E lasciate che ricordi soltanto un altra delle sue grandi opere che ci additano quanto fosse vivo e stretto il suo contatto con l’Italia contemporanea; nelle sue” Lettere meridionali” scritte quando si andava ricostruendo lo Stato italiano, occorreva serenità e fortezza di mente per potere tra le diverse ed opposte passioni tracciare a sé medesimo la via luminosa della verità. Come da quelle lettere si rivela e si afferma quella sua grande caratteristica intellettuale era la ricerca della realtà per la realtà onde fare della realtà la legge perseverante della vita.

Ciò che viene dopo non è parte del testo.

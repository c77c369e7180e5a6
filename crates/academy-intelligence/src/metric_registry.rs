// ABOUTME: Static registry of assessment metric definitions (label, unit, direction)
// ABOUTME: Every MetricKey has exactly one definition and one improvement direction
//
// SPDX-License-Identifier: MIT OR Apache-2.0
// Copyright (c) 2025 Pierre Fitness Intelligence

use academy_core::models::MetricKey;
use serde::Serialize;

/// Display and direction metadata for one metric
#[derive(Debug, Clone, Copy, PartialEq, Eq, Serialize)]
pub struct MetricDefinition {
    /// Metric key
    pub key: MetricKey,
    /// Hebrew display label
    pub label: &'static str,
    /// Unit string appended to values
    pub unit: &'static str,
    /// Whether smaller values represent better performance
    pub lower_is_better: bool,
}

const SECONDS: &str = "שנ׳";
const CENTIMETERS: &str = "ס״מ";
const DEGREES: &str = "°";
const KMH: &str = "קמ״ש";

// Indexed by `MetricKey` discriminant; order must follow the enum.
const DEFINITIONS: [MetricDefinition; 12] = [
    MetricDefinition {
        key: MetricKey::Sprint5m,
        label: "ספרינט 5 מטר",
        unit: SECONDS,
        lower_is_better: true,
    },
    MetricDefinition {
        key: MetricKey::Sprint10m,
        label: "ספרינט 10 מטר",
        unit: SECONDS,
        lower_is_better: true,
    },
    MetricDefinition {
        key: MetricKey::Sprint20m,
        label: "ספרינט 20 מטר",
        unit: SECONDS,
        lower_is_better: true,
    },
    MetricDefinition {
        key: MetricKey::Jump2LegDistance,
        label: "ניתור למרחק בשתי רגליים",
        unit: CENTIMETERS,
        lower_is_better: false,
    },
    MetricDefinition {
        key: MetricKey::Jump2LegHeight,
        label: "ניתור לגובה בשתי רגליים",
        unit: CENTIMETERS,
        lower_is_better: false,
    },
    MetricDefinition {
        key: MetricKey::JumpRightLeg,
        label: "ניתור רגל ימין",
        unit: CENTIMETERS,
        lower_is_better: false,
    },
    MetricDefinition {
        key: MetricKey::JumpLeftLeg,
        label: "ניתור רגל שמאל",
        unit: CENTIMETERS,
        lower_is_better: false,
    },
    MetricDefinition {
        key: MetricKey::BlazeSpotTime,
        label: "זריזות Blaze Spot",
        unit: SECONDS,
        lower_is_better: true,
    },
    MetricDefinition {
        key: MetricKey::FlexibilityAnkle,
        label: "גמישות קרסול",
        unit: DEGREES,
        lower_is_better: false,
    },
    MetricDefinition {
        key: MetricKey::FlexibilityKnee,
        label: "גמישות ברך",
        unit: DEGREES,
        lower_is_better: false,
    },
    MetricDefinition {
        key: MetricKey::FlexibilityHip,
        label: "גמישות ירך",
        unit: DEGREES,
        lower_is_better: false,
    },
    MetricDefinition {
        key: MetricKey::KickPowerKaiser,
        label: "עוצמת בעיטה (Kaiser)",
        unit: KMH,
        lower_is_better: false,
    },
];

/// Lookup surface over the static metric definitions
pub struct MetricRegistry;

impl MetricRegistry {
    /// Full definition for a metric
    #[must_use]
    pub const fn definition(key: MetricKey) -> &'static MetricDefinition {
        &DEFINITIONS[key as usize]
    }

    /// Every definition in display order
    #[must_use]
    pub const fn all() -> &'static [MetricDefinition] {
        &DEFINITIONS
    }

    /// Hebrew display label
    #[must_use]
    pub const fn label(key: MetricKey) -> &'static str {
        Self::definition(key).label
    }

    /// Unit string
    #[must_use]
    pub const fn unit(key: MetricKey) -> &'static str {
        Self::definition(key).unit
    }

    /// Whether smaller values represent better performance
    #[must_use]
    pub const fn is_lower_better(key: MetricKey) -> bool {
        Self::definition(key).lower_is_better
    }
}
// ABOUTME: Assessment record holding one trainee's measurements taken on one date
// ABOUTME: Typed accessors map metric keys and categorical fields onto the row's columns
//
// SPDX-License-Identifier: MIT OR Apache-2.0
// Copyright (c) 2025 Pierre Fitness Intelligence

use chrono::{DateTime, NaiveDate, Utc};
use serde::{Deserialize, Serialize};

use super::metric::{CategoricalField, MetricKey};

/// One trainee's physical assessment on one date
///
/// Numeric metrics are `None` when not measured; absence never means zero.
/// Later sessions are new records, never edits of an existing one.
#[derive(Debug, Clone, Default, PartialEq, Serialize, Deserialize)]
pub struct Assessment {
    /// Record identifier
    pub id: String,
    /// Trainee identifier
    pub user_id: String,
    /// Date the measurements were taken
    pub assessment_date: NaiveDate,
    /// Row creation time, used to order same-day assessments
    #[serde(default, skip_serializing_if = "Option::is_none")]
    pub created_at: Option<DateTime<Utc>>,

    /// 5 meter sprint (seconds)
    #[serde(default)]
    pub sprint_5m: Option<f64>,
    /// 10 meter sprint (seconds)
    #[serde(default)]
    pub sprint_10m: Option<f64>,
    /// 20 meter sprint (seconds)
    #[serde(default)]
    pub sprint_20m: Option<f64>,
    /// Standing long jump (cm)
    #[serde(default)]
    pub jump_2leg_distance: Option<f64>,
    /// Vertical jump (cm)
    #[serde(default)]
    pub jump_2leg_height: Option<f64>,
    /// Right leg hop (cm)
    #[serde(default)]
    pub jump_right_leg: Option<f64>,
    /// Left leg hop (cm)
    #[serde(default)]
    pub jump_left_leg: Option<f64>,
    /// Blaze spot drill (seconds)
    #[serde(default)]
    pub blaze_spot_time: Option<f64>,
    /// Ankle flexibility (degrees)
    #[serde(default)]
    pub flexibility_ankle: Option<f64>,
    /// Knee flexibility (degrees)
    #[serde(default)]
    pub flexibility_knee: Option<f64>,
    /// Hip flexibility (degrees)
    #[serde(default)]
    pub flexibility_hip: Option<f64>,
    /// Kick power on the Kaiser machine
    #[serde(default)]
    pub kick_power_kaiser: Option<f64>,

    /// Coordination level
    #[serde(default)]
    pub coordination: Option<String>,
    /// Leg power technique level
    #[serde(default)]
    pub leg_power_technique: Option<String>,
    /// Body structure class
    #[serde(default)]
    pub body_structure: Option<String>,
}

impl Assessment {
    /// Create an assessment with no measurements
    #[must_use]
    pub fn new(
        id: impl Into<String>,
        user_id: impl Into<String>,
        assessment_date: NaiveDate,
    ) -> Self {
        Self {
            id: id.into(),
            user_id: user_id.into(),
            assessment_date,
            ..Self::default()
        }
    }

    /// Set a numeric metric (builder style)
    #[must_use]
    pub fn with_metric(mut self, metric: MetricKey, value: f64) -> Self {
        *self.metric_slot(metric) = Some(value);
        self
    }

    /// Set a categorical field (builder style)
    #[must_use]
    pub fn with_categorical(mut self, field: CategoricalField, value: impl Into<String>) -> Self {
        *self.categorical_slot(field) = Some(value.into());
        self
    }

    /// Set the creation timestamp (builder style)
    #[must_use]
    pub fn with_created_at(mut self, created_at: DateTime<Utc>) -> Self {
        self.created_at = Some(created_at);
        self
    }

    /// Measured value for a metric
    ///
    /// Non-finite values are reported as not measured.
    #[must_use]
    pub fn metric_value(&self, metric: MetricKey) -> Option<f64> {
        let raw = match metric {
            MetricKey::Sprint5m => self.sprint_5m,
            MetricKey::Sprint10m => self.sprint_10m,
            MetricKey::Sprint20m => self.sprint_20m,
            MetricKey::Jump2LegDistance => self.jump_2leg_distance,
            MetricKey::Jump2LegHeight => self.jump_2leg_height,
            MetricKey::JumpRightLeg => self.jump_right_leg,
            MetricKey::JumpLeftLeg => self.jump_left_leg,
            MetricKey::BlazeSpotTime => self.blaze_spot_time,
            MetricKey::FlexibilityAnkle => self.flexibility_ankle,
            MetricKey::FlexibilityKnee => self.flexibility_knee,
            MetricKey::FlexibilityHip => self.flexibility_hip,
            MetricKey::KickPowerKaiser => self.kick_power_kaiser,
        };
        raw.filter(|value| value.is_finite())
    }

    /// Recorded level for a categorical field
    #[must_use]
    pub fn categorical_value(&self, field: CategoricalField) -> Option<&str> {
        match field {
            CategoricalField::Coordination => self.coordination.as_deref(),
            CategoricalField::LegPowerTechnique => self.leg_power_technique.as_deref(),
            CategoricalField::BodyStructure => self.body_structure.as_deref(),
        }
    }

    /// Number of numeric metrics measured in this assessment
    #[must_use]
    pub fn measured_metric_count(&self) -> usize {
        MetricKey::ALL
            .into_iter()
            .filter(|metric| self.metric_value(*metric).is_some())
            .count()
    }

    fn metric_slot(&mut self, metric: MetricKey) -> &mut Option<f64> {
        match metric {
            MetricKey::Sprint5m => &mut self.sprint_5m,
            MetricKey::Sprint10m => &mut self.sprint_10m,
            MetricKey::Sprint20m => &mut self.sprint_20m,
            MetricKey::Jump2LegDistance => &mut self.jump_2leg_distance,
            MetricKey::Jump2LegHeight => &mut self.jump_2leg_height,
            MetricKey::JumpRightLeg => &mut self.jump_right_leg,
            MetricKey::JumpLeftLeg => &mut self.jump_left_leg,
            MetricKey::BlazeSpotTime => &mut self.blaze_spot_time,
            MetricKey::FlexibilityAnkle => &mut self.flexibility_ankle,
            MetricKey::FlexibilityKnee => &mut self.flexibility_knee,
            MetricKey::FlexibilityHip => &mut self.flexibility_hip,
            MetricKey::KickPowerKaiser => &mut self.kick_power_kaiser,
        }
    }

    fn categorical_slot(&mut self, field: CategoricalField) -> &mut Option<String> {
        match field {
            CategoricalField::Coordination => &mut self.coordination,
            CategoricalField::LegPowerTechnique => &mut self.leg_power_technique,
            CategoricalField::BodyStructure => &mut self.body_structure,
        }
    }
}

Onorevoli senatori, non aggiungo parola: dico soltanto che egli è scomparso nell’ora in cui dava all’Italia il più grande conforto, quello di presidiare la sua grande impresa, alla quale essa dedica tutto il meglio delle sue forze morali e materiali e di presidiarla di un consiglio e d’un consenso altamente consapevole. Ebbene egli ha lasciato una innumerevole schiera di giovani che sono passati nelle aule ove risuonò la sua grande parola. Quei giovani, diciamolo noi da qui, siano essi in armi di fronte al nemico, siano essi in opera di solidarietà civile intenti nel paese, quei giovani, ricordando e benedicendo alla memoria del loro illustre maestro, benedicono ai fati d’Italia. (Approvazioni vivissime, applausi).
Senato del Regno, Atti parlamentari. Discussioni, 13 dicembre 1917.